PROBLEM DETAILS – Please repeat the listing below in its entirety, exactly.

MATERIAL PROVIDED –
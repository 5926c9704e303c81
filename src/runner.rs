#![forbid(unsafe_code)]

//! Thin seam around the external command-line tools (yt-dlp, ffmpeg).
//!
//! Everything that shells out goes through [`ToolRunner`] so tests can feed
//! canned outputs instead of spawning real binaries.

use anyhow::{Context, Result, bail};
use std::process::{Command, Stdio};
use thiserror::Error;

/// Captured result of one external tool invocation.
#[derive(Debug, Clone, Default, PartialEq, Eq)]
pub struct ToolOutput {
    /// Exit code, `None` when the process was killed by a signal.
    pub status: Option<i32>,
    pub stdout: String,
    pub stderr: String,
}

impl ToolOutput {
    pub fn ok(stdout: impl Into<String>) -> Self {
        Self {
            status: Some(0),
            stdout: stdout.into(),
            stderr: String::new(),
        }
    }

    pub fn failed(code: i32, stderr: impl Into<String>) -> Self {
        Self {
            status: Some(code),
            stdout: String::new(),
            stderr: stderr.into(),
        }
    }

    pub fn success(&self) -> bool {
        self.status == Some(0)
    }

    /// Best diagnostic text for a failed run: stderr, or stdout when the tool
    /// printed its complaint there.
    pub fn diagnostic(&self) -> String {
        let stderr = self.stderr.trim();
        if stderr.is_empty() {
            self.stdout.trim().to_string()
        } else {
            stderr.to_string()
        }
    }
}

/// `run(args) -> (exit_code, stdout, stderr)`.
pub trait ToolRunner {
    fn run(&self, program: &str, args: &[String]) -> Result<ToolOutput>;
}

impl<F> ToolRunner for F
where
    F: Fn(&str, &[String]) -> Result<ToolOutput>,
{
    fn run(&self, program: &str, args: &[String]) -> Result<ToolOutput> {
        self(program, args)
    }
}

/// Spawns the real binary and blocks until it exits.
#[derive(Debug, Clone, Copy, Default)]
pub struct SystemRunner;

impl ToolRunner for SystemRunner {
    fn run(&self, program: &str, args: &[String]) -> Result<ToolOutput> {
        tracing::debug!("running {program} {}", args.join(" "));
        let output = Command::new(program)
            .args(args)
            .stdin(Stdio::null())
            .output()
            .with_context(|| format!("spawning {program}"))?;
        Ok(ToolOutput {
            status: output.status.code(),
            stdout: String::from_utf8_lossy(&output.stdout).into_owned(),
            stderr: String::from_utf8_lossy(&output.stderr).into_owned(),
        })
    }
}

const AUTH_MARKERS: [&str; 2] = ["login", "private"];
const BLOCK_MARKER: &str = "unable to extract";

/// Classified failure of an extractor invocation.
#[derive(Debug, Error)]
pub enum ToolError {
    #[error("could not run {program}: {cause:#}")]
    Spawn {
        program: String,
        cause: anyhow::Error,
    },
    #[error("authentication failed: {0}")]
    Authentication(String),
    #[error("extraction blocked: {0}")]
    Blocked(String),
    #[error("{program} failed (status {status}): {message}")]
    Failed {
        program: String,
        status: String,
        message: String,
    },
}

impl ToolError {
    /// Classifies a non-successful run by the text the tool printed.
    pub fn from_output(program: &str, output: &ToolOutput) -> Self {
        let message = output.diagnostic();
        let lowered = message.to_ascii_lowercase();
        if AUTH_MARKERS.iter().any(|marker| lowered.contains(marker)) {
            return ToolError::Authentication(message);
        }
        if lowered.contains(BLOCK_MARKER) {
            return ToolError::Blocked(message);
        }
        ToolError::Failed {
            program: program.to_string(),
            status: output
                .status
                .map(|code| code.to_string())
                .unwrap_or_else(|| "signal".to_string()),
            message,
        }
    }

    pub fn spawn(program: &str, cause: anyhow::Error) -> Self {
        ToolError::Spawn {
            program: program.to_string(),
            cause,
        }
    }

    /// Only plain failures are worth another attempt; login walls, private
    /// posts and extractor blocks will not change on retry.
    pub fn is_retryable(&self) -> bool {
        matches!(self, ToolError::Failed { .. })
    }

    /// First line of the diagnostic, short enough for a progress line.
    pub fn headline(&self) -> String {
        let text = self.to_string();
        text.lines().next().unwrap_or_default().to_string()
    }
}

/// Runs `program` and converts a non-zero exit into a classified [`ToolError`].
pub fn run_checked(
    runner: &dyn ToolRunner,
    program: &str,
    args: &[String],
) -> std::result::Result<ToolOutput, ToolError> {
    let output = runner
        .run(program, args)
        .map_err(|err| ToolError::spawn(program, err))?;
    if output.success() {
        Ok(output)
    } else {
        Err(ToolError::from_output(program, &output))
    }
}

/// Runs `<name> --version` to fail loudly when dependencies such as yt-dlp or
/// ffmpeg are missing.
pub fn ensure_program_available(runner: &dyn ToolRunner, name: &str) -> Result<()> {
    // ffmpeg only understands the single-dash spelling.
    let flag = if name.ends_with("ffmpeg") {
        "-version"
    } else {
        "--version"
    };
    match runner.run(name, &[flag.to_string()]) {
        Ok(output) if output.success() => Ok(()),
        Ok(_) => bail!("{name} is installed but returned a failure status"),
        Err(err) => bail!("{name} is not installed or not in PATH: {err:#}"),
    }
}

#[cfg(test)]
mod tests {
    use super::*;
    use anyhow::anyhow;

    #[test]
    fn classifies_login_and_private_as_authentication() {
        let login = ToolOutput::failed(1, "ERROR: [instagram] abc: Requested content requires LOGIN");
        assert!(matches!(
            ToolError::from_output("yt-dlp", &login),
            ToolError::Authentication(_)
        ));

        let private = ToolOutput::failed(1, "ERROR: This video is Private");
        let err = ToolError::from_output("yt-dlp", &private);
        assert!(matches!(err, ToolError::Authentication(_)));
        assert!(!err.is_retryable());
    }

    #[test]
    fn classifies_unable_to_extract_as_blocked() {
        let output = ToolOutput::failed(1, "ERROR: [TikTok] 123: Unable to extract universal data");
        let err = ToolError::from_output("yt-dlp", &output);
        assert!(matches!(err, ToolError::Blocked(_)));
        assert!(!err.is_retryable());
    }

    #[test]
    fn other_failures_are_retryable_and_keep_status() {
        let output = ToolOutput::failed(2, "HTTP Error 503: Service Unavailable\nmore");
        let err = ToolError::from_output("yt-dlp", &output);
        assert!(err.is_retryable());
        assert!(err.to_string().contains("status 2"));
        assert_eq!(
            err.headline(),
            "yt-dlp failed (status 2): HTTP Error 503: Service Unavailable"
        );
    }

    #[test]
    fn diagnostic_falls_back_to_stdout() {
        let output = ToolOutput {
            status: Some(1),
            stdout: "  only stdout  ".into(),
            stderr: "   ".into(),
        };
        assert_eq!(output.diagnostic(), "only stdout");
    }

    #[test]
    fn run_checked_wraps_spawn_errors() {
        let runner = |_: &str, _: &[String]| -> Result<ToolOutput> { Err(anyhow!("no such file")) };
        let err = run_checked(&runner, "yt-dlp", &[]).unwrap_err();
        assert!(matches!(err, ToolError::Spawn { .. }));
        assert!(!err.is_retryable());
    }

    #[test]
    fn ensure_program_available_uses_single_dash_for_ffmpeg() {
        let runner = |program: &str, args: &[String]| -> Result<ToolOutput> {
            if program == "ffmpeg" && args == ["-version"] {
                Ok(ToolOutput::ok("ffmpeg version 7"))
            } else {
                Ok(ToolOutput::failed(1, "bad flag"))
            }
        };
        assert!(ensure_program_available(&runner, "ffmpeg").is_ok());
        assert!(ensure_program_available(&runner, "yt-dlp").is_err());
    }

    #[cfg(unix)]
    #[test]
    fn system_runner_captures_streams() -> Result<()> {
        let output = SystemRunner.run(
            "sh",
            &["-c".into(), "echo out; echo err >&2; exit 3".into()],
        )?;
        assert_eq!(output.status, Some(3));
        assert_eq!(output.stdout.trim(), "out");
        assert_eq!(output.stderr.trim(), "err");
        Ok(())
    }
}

EXERCISE RESULT –
repository 5926c9704e303c81
filename src/runner.rs
#![forbid(unsafe_code)]

//! Thin seam around the external command-line tools (yt-dlp, ffmpeg).
//!
//! Everything that shells out goes through [`ToolRunner`] so tests can feed
//! canned outputs instead of spawning real binaries.

use anyhow::{Context, Result, bail};
use std::process::{Command, Stdio};
use thiserror::Error;

/// Captured result of one external tool invocation.
#[derive(Debug, Clone, Default, PartialEq, Eq)]
pub struct ToolOutput {
    /// Exit code, `None` when the process was killed by a signal.
    pub status: Option<i32>,
    pub stdout: String,
    pub stderr: String,
}

impl ToolOutput {
    pub fn ok(stdout: impl Into<String>) -> Self {
        Self {
            status: Some(0),
            stdout: stdout.into(),
            stderr: String::new(),
        }
    }

    pub fn failed(code: i32, stderr: impl Into<String>) -> Self {
        Self {
            status: Some(code),
            stdout: String::new(),
            stderr: stderr.into(),
        }
    }

    pub fn success(&self) -> bool {
        self.status == Some(0)
    }

    /// Best diagnostic text for a failed run: stderr, or stdout when the tool
    /// printed its complaint there.
    pub fn diagnostic(&self) -> String {
        let stderr = self.stderr.trim();
        if stderr.is_empty() {
            self.stdout.trim().to_string()
        } else {
            stderr.to_string()
        }
    }
}

/// `run(args) -> (exit_code, stdout, stderr)`.
pub trait ToolRunner {
    fn run(&self, program: &str, args: &[String]) -> Result<ToolOutput>;
}

impl<F> ToolRunner for F
where
    F: Fn(&str, &[String]) -> Result<ToolOutput>,
{
    fn run(&self, program: &str, args: &[String]) -> Result<ToolOutput> {
        self(program, args)
    }
}

/// Spawns the real binary and blocks until it exits.
#[derive(Debug, Clone, Copy, Default)]
pub struct SystemRunner;

impl ToolRunner for SystemRunner {
    fn run(&self, program: &str, args: &[String]) -> Result<ToolOutput> {
        tracing::debug!("running {program} {}", args.join(" "));
        let output = Command::new(program)
            .args(args)
            .stdin(Stdio::null())
            .output()
            .with_context(|| format!("spawning {program}"))?;
        Ok(ToolOutput {
            status: output.status.code(),
            stdout: String::from_utf8_lossy(&output.stdout).into_owned(),
            stderr: String::from_utf8_lossy(&output.stderr).into_owned(),
        })
    }
}

const AUTH_MARKERS: [&str; 2] = ["login", "private"];
const BLOCK_MARKER: &str = "unable to extract";

/// Classified failure of an extractor invocation.
#[derive(Debug, Error)]
pub enum ToolError {
    #[error("could not run {program}: {cause:#}")]
    Spawn {
        program: String,
        cause: anyhow::Error,
    },
    #[error("authentication failed: {0}")]
    Authentication(String),
    #[error("extraction blocked: {0}")]
    Blocked(String),
    #[error("{program} failed (status {status}): {message}")]
    Failed {
        program: String,
        status: String,
        message: String,
    },
}

impl ToolError {
    /// Classifies a non-successful run by the text the tool printed.
    pub fn from_output(program: &str, output: &ToolOutput) -> Self {
        let message = output.diagnostic();
        let lowered = message.to_ascii_lowercase();
        if AUTH_MARKERS.iter().any(|marker| lowered.contains(marker)) {
            return ToolError::Authentication(message);
        }
        if lowered.contains(BLOCK_MARKER) {
            return ToolError::Blocked(message);
        }
        ToolError::Failed {
            program: program.to_string(),
            status: output
                .status
                .map(|code| code.to_string())
                .unwrap_or_else(|| "signal".to_string()),
            message,
        }
    }

    pub fn spawn(program: &str, cause: anyhow::Error) -> Self {
        ToolError::Spawn {
            program: program.to_string(),
            cause,
        }
    }

    /// Only plain failures are worth another attempt; login walls, private
    /// posts and extractor blocks will not change on retry.
    pub fn is_retryable(&self) -> bool {
        matches!(self, ToolError::Failed { .. })
    }

    /// First line of the diagnostic, short enough for a progress line.
    pub fn headline(&self) -> String {
        let text = self.to_string();
        text.lines().next().unwrap_or_default().to_string()
    }
}

/// Runs `program` and converts a non-zero exit into a classified [`ToolError`].
pub fn run_checked(
    runner: &dyn ToolRunner,
    program: &str,
    args: &[String],
) -> std::result::Result<ToolOutput, ToolError> {
    let output = runner
        .run(program, args)
        .map_err(|err| ToolError::spawn(program, err))?;
    if output.success() {
        Ok(output)
    } else {
        Err(ToolError::from_output(program, &output))
    }
}

/// Runs `<name> --version` to fail loudly when dependencies such as yt-dlp or
/// ffmpeg are missing.
pub fn ensure_program_available(runner: &dyn ToolRunner, name: &str) -> Result<()> {
    // ffmpeg only understands the single-dash spelling.
    let flag = if name.ends_with("ffmpeg") {
        "-version"
    } else {
        "--version"
    };
    match runner.run(name, &[flag.to_string()]) {
        Ok(output) if output.success() => Ok(()),
        Ok(_) => bail!("{name} is installed but returned a failure status"),
        Err(err) => bail!("{name} is not installed or not in PATH: {err:#}"),
    }
}

#[cfg(test)]
mod tests {
    use super::*;
    use anyhow::anyhow;

    #[test]
    fn classifies_login_and_private_as_authentication() {
        let login = ToolOutput::failed(1, "ERROR: [instagram] abc: Requested content requires LOGIN");
        assert!(matches!(
            ToolError::from_output("yt-dlp", &login),
            ToolError::Authentication(_)
        ));

        let private = ToolOutput::failed(1, "ERROR: This video is Private");
        let err = ToolError::from_output("yt-dlp", &private);
        assert!(matches!(err, ToolError::Authentication(_)));
        assert!(!err.is_retryable());
    }

    #[test]
    fn classifies_unable_to_extract_as_blocked() {
        let output = ToolOutput::failed(1, "ERROR: [TikTok] 123: Unable to extract universal data");
        let err = ToolError::from_output("yt-dlp", &output);
        assert!(matches!(err, ToolError::Blocked(_)));
        assert!(!err.is_retryable());
    }

    #[test]
    fn other_failures_are_retryable_and_keep_status() {
        let output = ToolOutput::failed(2, "HTTP Error 503: Service Unavailable\nmore");
        let err = ToolError::from_output("yt-dlp", &output);
        assert!(err.is_retryable());
        assert!(err.to_string().contains("status 2"));
        assert_eq!(
            err.headline(),
            "yt-dlp failed (status 2): HTTP Error 503: Service Unavailable"
        );
    }

    #[test]
    fn diagnostic_falls_back_to_stdout() {
        let output = ToolOutput {
            status: Some(1),
            stdout: "  only stdout  ".into(),
            stderr: "   ".into(),
        };
        assert_eq!(output.diagnostic(), "only stdout");
    }

    #[test]
    fn run_checked_wraps_spawn_errors() {
        let runner = |_: &str, _: &[String]| -> Result<ToolOutput> { Err(anyhow!("no such file")) };
        let err = run_checked(&runner, "yt-dlp", &[]).unwrap_err();
        assert!(matches!(err, ToolError::Spawn { .. }));
        assert!(!err.is_retryable());
    }

    #[test]
    fn ensure_program_available_uses_single_dash_for_ffmpeg() {
        let runner = |program: &str, args: &[String]| -> Result<ToolOutput> {
            if program == "ffmpeg" && args == ["-version"] {
                Ok(ToolOutput::ok("ffmpeg version 7"))
            } else {
                Ok(ToolOutput::failed(1, "bad flag"))
            }
        };
        assert!(ensure_program_available(&runner, "ffmpeg").is_ok());
        assert!(ensure_program_available(&runner, "yt-dlp").is_err());
    }

    #[cfg(unix)]
    #[test]
    fn system_runner_captures_streams() -> Result<()> {
        let output = SystemRunner.run(
            "sh",
            &["-c".into(), "echo out; echo err >&2; exit 3".into()],
        )?;
        assert_eq!(output.status, Some(3));
        assert_eq!(output.stdout.trim(), "out");
        assert_eq!(output.stderr.trim(), "err");
        Ok(())
    }
}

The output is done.